Task description> Only the lines from the one containing "pub fn state(&self)" to the end of the records belong in the output; print them exactly.
(Supplied records begins)
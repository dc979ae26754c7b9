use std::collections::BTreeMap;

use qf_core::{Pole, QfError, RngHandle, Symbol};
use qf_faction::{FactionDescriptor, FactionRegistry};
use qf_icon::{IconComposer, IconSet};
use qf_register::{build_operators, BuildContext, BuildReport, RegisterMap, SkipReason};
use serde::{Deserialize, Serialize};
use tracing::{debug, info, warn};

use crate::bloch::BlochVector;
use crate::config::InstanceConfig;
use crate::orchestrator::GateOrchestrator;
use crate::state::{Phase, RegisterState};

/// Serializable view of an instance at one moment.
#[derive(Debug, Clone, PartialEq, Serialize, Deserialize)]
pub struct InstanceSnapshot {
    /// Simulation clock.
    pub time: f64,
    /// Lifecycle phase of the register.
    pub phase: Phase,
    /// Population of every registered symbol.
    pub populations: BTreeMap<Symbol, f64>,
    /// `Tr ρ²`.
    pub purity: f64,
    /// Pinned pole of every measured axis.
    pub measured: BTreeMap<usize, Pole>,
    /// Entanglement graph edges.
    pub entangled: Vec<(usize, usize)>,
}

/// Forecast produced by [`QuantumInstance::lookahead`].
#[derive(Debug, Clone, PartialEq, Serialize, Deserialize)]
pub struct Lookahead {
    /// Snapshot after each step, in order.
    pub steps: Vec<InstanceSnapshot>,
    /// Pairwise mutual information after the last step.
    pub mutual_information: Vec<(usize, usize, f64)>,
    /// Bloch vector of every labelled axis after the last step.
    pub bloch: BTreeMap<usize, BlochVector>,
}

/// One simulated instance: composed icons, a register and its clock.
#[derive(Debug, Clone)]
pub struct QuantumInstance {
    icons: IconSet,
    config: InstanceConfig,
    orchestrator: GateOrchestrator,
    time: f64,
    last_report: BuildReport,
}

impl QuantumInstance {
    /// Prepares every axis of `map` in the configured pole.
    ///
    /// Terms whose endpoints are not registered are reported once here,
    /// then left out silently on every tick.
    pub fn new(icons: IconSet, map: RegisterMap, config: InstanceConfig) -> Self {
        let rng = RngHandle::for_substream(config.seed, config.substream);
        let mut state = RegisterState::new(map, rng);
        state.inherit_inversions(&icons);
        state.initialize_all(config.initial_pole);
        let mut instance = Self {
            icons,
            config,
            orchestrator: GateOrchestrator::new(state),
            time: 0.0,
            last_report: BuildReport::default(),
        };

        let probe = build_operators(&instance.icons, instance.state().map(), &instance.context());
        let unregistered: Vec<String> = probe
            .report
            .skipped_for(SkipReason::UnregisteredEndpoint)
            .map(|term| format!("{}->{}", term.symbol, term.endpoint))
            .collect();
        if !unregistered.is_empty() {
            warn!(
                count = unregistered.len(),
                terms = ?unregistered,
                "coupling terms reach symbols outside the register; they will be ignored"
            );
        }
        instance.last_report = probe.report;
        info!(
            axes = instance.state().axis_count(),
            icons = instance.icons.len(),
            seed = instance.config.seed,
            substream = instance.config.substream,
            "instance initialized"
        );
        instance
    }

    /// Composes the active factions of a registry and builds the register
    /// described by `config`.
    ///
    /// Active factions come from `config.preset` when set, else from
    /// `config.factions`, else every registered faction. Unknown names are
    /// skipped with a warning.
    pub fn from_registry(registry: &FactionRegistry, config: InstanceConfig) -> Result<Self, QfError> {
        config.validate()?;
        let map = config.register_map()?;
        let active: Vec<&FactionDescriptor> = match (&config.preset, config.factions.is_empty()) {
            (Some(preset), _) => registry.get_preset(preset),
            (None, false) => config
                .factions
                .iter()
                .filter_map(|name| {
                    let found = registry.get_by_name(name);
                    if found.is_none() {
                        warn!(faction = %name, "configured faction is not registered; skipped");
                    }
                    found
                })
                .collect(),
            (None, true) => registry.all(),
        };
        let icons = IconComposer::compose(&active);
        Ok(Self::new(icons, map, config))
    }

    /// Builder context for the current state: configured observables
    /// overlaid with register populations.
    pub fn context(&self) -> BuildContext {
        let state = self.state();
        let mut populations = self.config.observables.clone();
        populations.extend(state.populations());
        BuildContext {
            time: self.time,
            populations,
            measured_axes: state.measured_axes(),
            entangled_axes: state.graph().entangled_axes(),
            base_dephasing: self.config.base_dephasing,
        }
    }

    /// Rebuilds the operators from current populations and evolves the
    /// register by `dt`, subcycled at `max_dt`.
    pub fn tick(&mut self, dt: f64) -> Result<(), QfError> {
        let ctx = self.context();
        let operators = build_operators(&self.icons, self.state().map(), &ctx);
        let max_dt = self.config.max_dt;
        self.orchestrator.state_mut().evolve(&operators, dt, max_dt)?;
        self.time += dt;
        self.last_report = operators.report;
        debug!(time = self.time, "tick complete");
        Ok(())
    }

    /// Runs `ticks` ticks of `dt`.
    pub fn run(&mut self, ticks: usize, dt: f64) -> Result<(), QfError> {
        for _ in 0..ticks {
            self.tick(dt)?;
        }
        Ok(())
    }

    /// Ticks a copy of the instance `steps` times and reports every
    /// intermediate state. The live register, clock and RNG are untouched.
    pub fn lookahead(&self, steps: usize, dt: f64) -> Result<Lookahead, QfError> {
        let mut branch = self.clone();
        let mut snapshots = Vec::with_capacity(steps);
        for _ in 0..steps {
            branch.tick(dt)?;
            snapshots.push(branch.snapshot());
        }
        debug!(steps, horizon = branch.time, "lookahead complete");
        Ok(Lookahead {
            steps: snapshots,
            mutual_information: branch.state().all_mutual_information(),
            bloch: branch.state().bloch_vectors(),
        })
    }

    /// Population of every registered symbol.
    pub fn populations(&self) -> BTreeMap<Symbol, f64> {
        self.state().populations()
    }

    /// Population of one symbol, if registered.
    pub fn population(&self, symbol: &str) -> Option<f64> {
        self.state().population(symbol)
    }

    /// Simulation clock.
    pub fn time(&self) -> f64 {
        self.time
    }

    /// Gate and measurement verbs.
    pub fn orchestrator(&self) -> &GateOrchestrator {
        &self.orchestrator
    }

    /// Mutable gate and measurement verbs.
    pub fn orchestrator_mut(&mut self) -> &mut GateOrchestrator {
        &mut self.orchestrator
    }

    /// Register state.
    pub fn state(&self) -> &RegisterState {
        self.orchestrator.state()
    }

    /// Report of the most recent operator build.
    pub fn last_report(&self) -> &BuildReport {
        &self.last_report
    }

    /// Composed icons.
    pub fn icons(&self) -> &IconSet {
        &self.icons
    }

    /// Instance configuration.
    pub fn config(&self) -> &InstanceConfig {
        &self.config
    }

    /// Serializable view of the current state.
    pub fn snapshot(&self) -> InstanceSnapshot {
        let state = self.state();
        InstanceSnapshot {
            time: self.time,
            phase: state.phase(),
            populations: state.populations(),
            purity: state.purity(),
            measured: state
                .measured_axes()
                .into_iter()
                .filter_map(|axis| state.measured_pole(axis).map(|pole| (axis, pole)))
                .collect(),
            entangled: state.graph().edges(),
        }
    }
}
(Supplied records ends)
Answer>
    pub fn state(&self) -> &RegisterState {
        self.orchestrator.state()
    }

    /// Report of the most recent operator build.
    pub fn last_report(&self) -> &BuildReport {
        &self.last_report
    }

    /// Composed icons.
    pub fn icons(&self) -> &IconSet {
        &self.icons
    }

    /// Instance configuration.
    pub fn config(&self) -> &InstanceConfig {
        &self.config
    }

    /// Serializable view of the current state.
    pub fn snapshot(&self) -> InstanceSnapshot {
        let state = self.state();
        InstanceSnapshot {
            time: self.time,
            phase: state.phase(),
            populations: state.populations(),
            purity: state.purity(),
            measured: state
                .measured_axes()
                .into_iter()
                .filter_map(|axis| state.measured_pole(axis).map(|pole| (axis, pole)))
                .collect(),
            entangled: state.graph().edges(),
        }
    }
}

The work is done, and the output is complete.